What’s the difference between supervised learning vs. unsupervised learning in data science?
The difference between supervised and unsupervised learning is that only one of these processes, supervised learning, takes advantage of labeled data. The other one, unsupervised learning, does not.
The use of labeled data helps the data science or machine learning program in question to have an easy reference point from which to evaluate test and training data, and then push those insights to the analysis of other external data sets.
One of the best ways to illustrate this is with the fruit basket example.
Suppose that the data science program has to solve a classification problem that involves sorting images or objects into different types of fruit categories – banana, apple and grapes.
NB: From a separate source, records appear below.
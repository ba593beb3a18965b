//! Gap buffer content store.
//!
//! ```text
//!  [ text-before-gap | gap (unused) | text-after-gap ]
//!    0..gap_start      gap_start..gap_end  gap_end..array.len()
//! ```
//!
//! The logical text is `array[..gap_start]` followed by `array[gap_end..]`.
//! The gap is moved to the edit site before each mutation, so runs of edits
//! at one place copy nothing.

use super::position::PositionTable;
use super::Content;
use crate::config::{DocumentConfig, GrowthPolicy};

const GAP_FILL: char = '\0';

#[derive(Debug)]
pub struct GapBuffer {
    array: Vec<char>,
    gap_start: usize,
    gap_end: usize,
    growth: GrowthPolicy,
    positions: PositionTable,
}

impl GapBuffer {
    /// Empty buffer (holding just the terminator) with the default capacity.
    pub fn new() -> Self {
        Self::with_config(&DocumentConfig::default())
    }

    pub fn with_capacity(capacity: usize) -> Self {
        Self::with_config(&DocumentConfig::default().with_initial_capacity(capacity))
    }

    pub fn with_config(config: &DocumentConfig) -> Self {
        let capacity = config.initial_capacity.max(2);
        let mut array = vec![GAP_FILL; capacity];
        // Terminator sits behind the gap so the first insert at 0 copies nothing.
        array[capacity - 1] = '\n';
        Self {
            array,
            gap_start: 0,
            gap_end: capacity - 1,
            growth: config.growth,
            positions: PositionTable::new(),
        }
    }

    pub fn gap_start(&self) -> usize {
        self.gap_start
    }

    pub fn gap_end(&self) -> usize {
        self.gap_end
    }

    /// Length of the backing array, gap included.
    pub fn array_len(&self) -> usize {
        self.array.len()
    }

    fn gap_size(&self) -> usize {
        self.gap_end - self.gap_start
    }

    /// Move the gap so that `gap_start == pos`.
    fn move_gap_to(&mut self, pos: usize) {
        if pos == self.gap_start {
            return;
        }
        let gap = self.gap_size();
        if pos < self.gap_start {
            let count = self.gap_start - pos;
            self.array.copy_within(pos..pos + count, pos + gap);
        } else {
            let count = pos - self.gap_start;
            self.array
                .copy_within(self.gap_end..self.gap_end + count, self.gap_start);
        }
        tracing::trace!(from = self.gap_start, to = pos, "moved gap");
        self.gap_start = pos;
        self.gap_end = pos + gap;
    }

    /// Make room for `needed` more characters in the gap.
    fn ensure_gap(&mut self, needed: usize) {
        if self.gap_size() >= needed {
            return;
        }
        let content_len = self.len();
        let new_len = self.growth.grown_len(content_len + needed);
        let after = self.array.len() - self.gap_end;
        let mut array = vec![GAP_FILL; new_len];
        array[..self.gap_start].copy_from_slice(&self.array[..self.gap_start]);
        array[new_len - after..].copy_from_slice(&self.array[self.gap_end..]);
        tracing::trace!(old = self.array.len(), new = new_len, "grew gap buffer");
        self.array = array;
        self.gap_end = new_len - after;
    }
}

impl Default for GapBuffer {
    fn default() -> Self {
        Self::new()
    }
}

impl Content for GapBuffer {
    fn len(&self) -> usize {
        self.array.len() - self.gap_size()
    }

    fn positions(&self) -> &PositionTable {
        &self.positions
    }

    fn positions_mut(&mut self) -> &mut PositionTable {
        &mut self.positions
    }

    fn insert_chars(&mut self, offset: usize, chars: &[char]) {
        self.move_gap_to(offset);
        self.ensure_gap(chars.len());
        self.array[self.gap_start..self.gap_start + chars.len()].copy_from_slice(chars);
        self.gap_start += chars.len();
    }

    fn remove_chars(&mut self, offset: usize, len: usize) {
        self.move_gap_to(offset);
        self.array[self.gap_end..self.gap_end + len].fill(GAP_FILL);
        self.gap_end += len;
    }

    fn read_chars(&self, offset: usize, len: usize, partial: bool) -> Vec<char> {
        let end = offset + len;
        let gap = self.gap_size();
        if end <= self.gap_start {
            return self.array[offset..end].to_vec();
        }
        if offset >= self.gap_start {
            return self.array[offset + gap..end + gap].to_vec();
        }
        // Straddles the gap.
        let mut out = Vec::with_capacity(len);
        out.extend_from_slice(&self.array[offset..self.gap_start]);
        if !partial {
            out.extend_from_slice(&self.array[self.gap_end..end + gap]);
        }
        out
    }
}

#[cfg(test)]
mod tests {
    use super::*;
    use crate::buffer::Segment;

    fn buffer_with(text: &str, capacity: usize) -> GapBuffer {
        let mut buffer = GapBuffer::with_capacity(capacity);
        buffer.insert_string(0, text).unwrap();
        buffer
    }

    #[test]
    fn test_new_buffer_holds_terminator() {
        let buffer = GapBuffer::new();
        assert_eq!(buffer.len(), 1);
        assert_eq!(buffer.get_string(0, 1).unwrap(), "\n");
        assert_eq!(buffer.array_len(), 10);
    }

    #[test]
    fn test_insert_at_start_moves_gap() {
        let mut buffer = buffer_with("abcdefghij", 20);
        assert_eq!(buffer.array_len(), 20);
        buffer.insert_string(0, "z").unwrap();
        assert_eq!(buffer.gap_start(), 1);
        assert_eq!(buffer.get_string(0, 11).unwrap(), "zabcdefghij");
    }

    #[test]
    fn test_growth_preserves_text() {
        let mut buffer = GapBuffer::with_capacity(2);
        buffer.insert_string(0, "hello").unwrap();
        buffer.insert_string(5, " world").unwrap();
        buffer.insert_string(0, ">> ").unwrap();
        assert_eq!(buffer.get_string(0, buffer.len()).unwrap(), ">> hello world\n");
        assert!(buffer.gap_start() <= buffer.gap_end());
        assert!(buffer.gap_end() <= buffer.array_len());
    }

    #[test]
    fn test_increment_growth() {
        let config = DocumentConfig::default()
            .with_initial_capacity(4)
            .with_growth(GrowthPolicy::Increment(8));
        let mut buffer = GapBuffer::with_config(&config);
        buffer.insert_string(0, "abcdef").unwrap();
        assert_eq!(buffer.array_len(), 15);
    }

    #[test]
    fn test_get_chars_straddling_gap() {
        let mut buffer = buffer_with("abcdefghij", 20);
        buffer.insert_string(3, "X").unwrap();
        assert_eq!(buffer.gap_start(), 4);

        let mut whole = Segment::new();
        buffer.get_chars(2, 5, &mut whole).unwrap();
        assert_eq!(whole.to_string(), "cXdef");

        let mut partial = Segment::partial();
        buffer.get_chars(2, 5, &mut partial).unwrap();
        assert_eq!(partial.to_string(), "cX");
    }

    #[test]
    fn test_remove_then_insert_reuses_gap() {
        let mut buffer = buffer_with("abcdefghij", 20);
        buffer.remove(2, 3).unwrap();
        assert_eq!(buffer.gap_start(), 2);
        assert_eq!(buffer.get_string(0, buffer.len()).unwrap(), "abfghij\n");
        buffer.insert_string(2, "CDE").unwrap();
        assert_eq!(buffer.get_string(0, buffer.len()).unwrap(), "abCDEfghij\n");
    }
}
With labeled data, the system already has pre-approved examples of bananas, apples and grapes to work from, so the work of classification and ordering takes place based on the specific examples that those human operators have fed the program from its genesis.
Unsupervised learning works a bit differently, and generally involves a steeper learning curve for the machine.
Without labeled data, the program will need to use attributes to determine classification outcomes – for instance, analyzing the color, shape and structure of each piece of data to classify or sort it into a given category.
In other types of data science programs, the use of labeled data takes place in a spatial context – for example, having white and black balls on a spatial background shows how the data science program is ordering labeled data in a supervised learning program.
One other very interesting difference in supervised and unsupervised learning systems is in their applications.
As mentioned, supervised learning systems tend to be more accessible and may be applied to a greater diversity of retail or manufacturing programs or other situations, where enterprise IT can use that labeled data conveniently to orient a data science program.
The applications of unsupervised machine learning are generally more complex, but can be more useful for research laboratories or other stakeholders.
As machine learning has progressed over the past few years, engineers have found a way to synergize the benefits of both supervised and unsupervised learning.
Some of the results include the practices of semi-supervised classification and semi-supervised clustering. In these and other types of semi-supervised learning, some number of data points are labeled, and others are not. Typically, there will be a smaller set of labeled data, and the machine learning program will be able to extrapolate to work on the rest of the unlabeled data as needed. Experts today show that some companies are going with these types of methodologies, not just to create efficiencies, but to lower costs as vendors price up the practice of labeling or annotating data.